#### WHAT THE TASK REQUIRES
Scan the records for the string "because" and copy every line that holds it.

#### RECORDS FOR THIS EXERCISE
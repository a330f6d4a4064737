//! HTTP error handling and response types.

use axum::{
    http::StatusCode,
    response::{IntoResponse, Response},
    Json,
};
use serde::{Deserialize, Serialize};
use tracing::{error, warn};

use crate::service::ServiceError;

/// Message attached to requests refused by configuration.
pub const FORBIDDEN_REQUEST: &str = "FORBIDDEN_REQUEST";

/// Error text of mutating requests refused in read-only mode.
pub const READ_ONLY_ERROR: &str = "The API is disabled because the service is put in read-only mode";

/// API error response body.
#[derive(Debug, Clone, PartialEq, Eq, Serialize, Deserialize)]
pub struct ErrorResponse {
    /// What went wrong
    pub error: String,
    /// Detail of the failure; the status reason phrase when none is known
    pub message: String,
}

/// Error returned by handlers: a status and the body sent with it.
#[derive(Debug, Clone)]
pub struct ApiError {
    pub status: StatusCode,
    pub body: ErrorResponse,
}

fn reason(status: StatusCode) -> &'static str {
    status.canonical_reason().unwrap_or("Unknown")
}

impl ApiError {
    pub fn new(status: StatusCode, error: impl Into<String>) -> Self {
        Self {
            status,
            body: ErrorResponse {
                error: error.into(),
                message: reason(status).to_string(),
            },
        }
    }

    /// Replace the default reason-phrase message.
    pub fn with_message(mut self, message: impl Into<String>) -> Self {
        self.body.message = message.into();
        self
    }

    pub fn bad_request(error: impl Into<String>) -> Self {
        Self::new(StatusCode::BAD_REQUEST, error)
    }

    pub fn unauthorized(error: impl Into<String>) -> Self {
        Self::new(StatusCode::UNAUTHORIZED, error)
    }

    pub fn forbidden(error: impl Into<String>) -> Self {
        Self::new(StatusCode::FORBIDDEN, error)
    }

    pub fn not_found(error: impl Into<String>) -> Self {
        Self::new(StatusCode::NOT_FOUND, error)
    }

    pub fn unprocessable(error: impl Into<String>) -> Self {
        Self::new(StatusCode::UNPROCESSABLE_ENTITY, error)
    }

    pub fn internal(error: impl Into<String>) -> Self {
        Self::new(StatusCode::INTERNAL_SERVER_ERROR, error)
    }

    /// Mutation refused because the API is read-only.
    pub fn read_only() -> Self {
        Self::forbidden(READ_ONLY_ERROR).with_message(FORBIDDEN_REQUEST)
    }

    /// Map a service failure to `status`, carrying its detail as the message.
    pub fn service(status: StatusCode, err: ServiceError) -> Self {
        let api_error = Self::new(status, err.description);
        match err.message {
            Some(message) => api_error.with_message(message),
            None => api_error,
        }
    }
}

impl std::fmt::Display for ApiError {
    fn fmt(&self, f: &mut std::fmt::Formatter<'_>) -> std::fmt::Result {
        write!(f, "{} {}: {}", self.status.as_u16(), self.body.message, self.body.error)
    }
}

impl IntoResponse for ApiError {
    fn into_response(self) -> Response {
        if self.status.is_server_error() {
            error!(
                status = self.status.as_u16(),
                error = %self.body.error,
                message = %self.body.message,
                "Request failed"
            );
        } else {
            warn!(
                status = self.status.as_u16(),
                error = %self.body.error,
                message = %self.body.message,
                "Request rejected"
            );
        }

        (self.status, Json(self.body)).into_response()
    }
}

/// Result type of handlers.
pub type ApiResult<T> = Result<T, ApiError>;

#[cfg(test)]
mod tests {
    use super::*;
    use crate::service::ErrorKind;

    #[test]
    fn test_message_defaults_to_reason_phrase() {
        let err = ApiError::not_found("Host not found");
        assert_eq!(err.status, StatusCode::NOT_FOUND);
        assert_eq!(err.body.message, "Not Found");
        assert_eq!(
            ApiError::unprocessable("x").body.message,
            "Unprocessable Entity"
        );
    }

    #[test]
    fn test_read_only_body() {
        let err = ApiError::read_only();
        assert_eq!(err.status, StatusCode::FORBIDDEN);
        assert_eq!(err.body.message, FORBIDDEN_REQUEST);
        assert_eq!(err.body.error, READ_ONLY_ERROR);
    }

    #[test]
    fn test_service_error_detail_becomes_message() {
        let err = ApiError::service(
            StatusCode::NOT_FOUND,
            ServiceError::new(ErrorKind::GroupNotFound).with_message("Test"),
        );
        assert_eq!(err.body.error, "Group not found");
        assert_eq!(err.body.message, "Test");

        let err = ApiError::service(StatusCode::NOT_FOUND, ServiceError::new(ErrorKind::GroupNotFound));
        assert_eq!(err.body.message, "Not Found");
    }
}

...

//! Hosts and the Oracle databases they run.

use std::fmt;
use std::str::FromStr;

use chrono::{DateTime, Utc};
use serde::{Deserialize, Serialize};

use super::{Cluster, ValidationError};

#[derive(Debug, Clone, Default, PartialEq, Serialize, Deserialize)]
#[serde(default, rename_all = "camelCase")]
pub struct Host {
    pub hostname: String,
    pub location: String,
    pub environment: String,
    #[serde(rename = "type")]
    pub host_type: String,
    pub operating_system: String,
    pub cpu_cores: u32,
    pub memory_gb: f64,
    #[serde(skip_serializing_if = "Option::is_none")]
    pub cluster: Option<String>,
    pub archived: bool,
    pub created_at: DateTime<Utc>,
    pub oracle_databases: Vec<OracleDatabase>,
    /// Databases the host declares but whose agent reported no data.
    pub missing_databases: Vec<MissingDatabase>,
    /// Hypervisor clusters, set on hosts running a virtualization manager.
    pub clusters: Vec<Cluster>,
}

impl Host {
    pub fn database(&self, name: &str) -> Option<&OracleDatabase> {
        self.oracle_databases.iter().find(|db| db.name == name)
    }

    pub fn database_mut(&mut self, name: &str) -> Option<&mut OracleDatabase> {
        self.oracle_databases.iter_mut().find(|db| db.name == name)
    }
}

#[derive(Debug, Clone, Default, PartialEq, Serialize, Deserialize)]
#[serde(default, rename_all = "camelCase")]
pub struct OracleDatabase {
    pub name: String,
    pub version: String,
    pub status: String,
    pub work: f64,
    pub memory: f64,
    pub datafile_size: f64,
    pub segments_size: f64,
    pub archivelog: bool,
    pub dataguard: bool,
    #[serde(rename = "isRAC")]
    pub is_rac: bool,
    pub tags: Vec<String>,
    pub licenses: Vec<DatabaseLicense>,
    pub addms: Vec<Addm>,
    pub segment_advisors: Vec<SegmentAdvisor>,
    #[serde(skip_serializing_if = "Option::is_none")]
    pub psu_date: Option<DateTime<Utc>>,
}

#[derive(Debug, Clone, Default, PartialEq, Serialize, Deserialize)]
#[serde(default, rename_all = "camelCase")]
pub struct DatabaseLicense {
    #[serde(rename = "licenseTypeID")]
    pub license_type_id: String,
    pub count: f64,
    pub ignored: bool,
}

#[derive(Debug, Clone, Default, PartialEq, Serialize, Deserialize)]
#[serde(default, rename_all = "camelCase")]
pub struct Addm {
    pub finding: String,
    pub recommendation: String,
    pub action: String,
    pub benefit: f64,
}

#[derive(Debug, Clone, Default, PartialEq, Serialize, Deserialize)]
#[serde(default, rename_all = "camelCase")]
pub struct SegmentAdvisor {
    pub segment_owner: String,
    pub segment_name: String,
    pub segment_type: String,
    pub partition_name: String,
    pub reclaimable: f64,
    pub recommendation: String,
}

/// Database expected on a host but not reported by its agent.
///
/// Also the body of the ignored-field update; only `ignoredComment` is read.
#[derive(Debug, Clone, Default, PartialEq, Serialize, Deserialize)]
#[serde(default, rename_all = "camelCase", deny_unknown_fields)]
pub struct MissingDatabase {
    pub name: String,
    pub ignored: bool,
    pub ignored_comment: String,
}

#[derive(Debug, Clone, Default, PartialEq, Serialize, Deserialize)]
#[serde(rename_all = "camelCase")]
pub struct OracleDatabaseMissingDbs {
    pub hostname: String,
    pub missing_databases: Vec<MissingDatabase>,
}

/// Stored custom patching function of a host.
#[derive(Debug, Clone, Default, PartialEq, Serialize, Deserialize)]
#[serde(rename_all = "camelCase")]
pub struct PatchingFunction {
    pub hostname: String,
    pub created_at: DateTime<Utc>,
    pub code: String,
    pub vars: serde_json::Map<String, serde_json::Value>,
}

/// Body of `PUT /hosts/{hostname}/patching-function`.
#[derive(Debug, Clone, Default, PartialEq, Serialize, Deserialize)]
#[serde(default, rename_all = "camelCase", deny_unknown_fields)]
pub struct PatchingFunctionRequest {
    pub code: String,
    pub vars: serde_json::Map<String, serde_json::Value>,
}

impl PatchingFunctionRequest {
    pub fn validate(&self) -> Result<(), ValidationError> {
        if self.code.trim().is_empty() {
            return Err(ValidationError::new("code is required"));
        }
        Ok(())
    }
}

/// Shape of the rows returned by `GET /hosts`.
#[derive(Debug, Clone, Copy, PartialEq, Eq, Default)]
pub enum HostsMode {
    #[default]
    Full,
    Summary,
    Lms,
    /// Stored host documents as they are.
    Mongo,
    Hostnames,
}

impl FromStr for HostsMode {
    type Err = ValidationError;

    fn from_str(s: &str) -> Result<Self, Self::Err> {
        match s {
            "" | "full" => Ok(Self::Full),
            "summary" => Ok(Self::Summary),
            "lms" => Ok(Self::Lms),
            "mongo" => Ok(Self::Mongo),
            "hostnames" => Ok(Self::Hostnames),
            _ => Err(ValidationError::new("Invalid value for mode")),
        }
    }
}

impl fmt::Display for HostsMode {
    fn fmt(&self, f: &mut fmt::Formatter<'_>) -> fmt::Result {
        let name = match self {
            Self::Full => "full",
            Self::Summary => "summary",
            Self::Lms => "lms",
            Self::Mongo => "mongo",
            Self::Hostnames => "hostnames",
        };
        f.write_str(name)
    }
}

...

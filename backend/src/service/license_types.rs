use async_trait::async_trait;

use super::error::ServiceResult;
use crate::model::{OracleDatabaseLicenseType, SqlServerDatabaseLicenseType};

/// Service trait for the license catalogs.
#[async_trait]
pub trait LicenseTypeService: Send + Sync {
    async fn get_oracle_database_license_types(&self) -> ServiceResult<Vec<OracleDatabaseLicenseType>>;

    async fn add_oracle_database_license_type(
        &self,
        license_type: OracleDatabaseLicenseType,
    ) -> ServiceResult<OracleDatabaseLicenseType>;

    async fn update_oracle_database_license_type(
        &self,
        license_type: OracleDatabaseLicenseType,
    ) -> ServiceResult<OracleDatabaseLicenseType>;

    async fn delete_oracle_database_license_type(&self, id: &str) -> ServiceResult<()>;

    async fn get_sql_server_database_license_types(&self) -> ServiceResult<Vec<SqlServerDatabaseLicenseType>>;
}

#### REPLY
pub const READ_ONLY_ERROR: &str = "The API is disabled because the service is put in read-only mode";
    /// Mutation refused because the API is read-only.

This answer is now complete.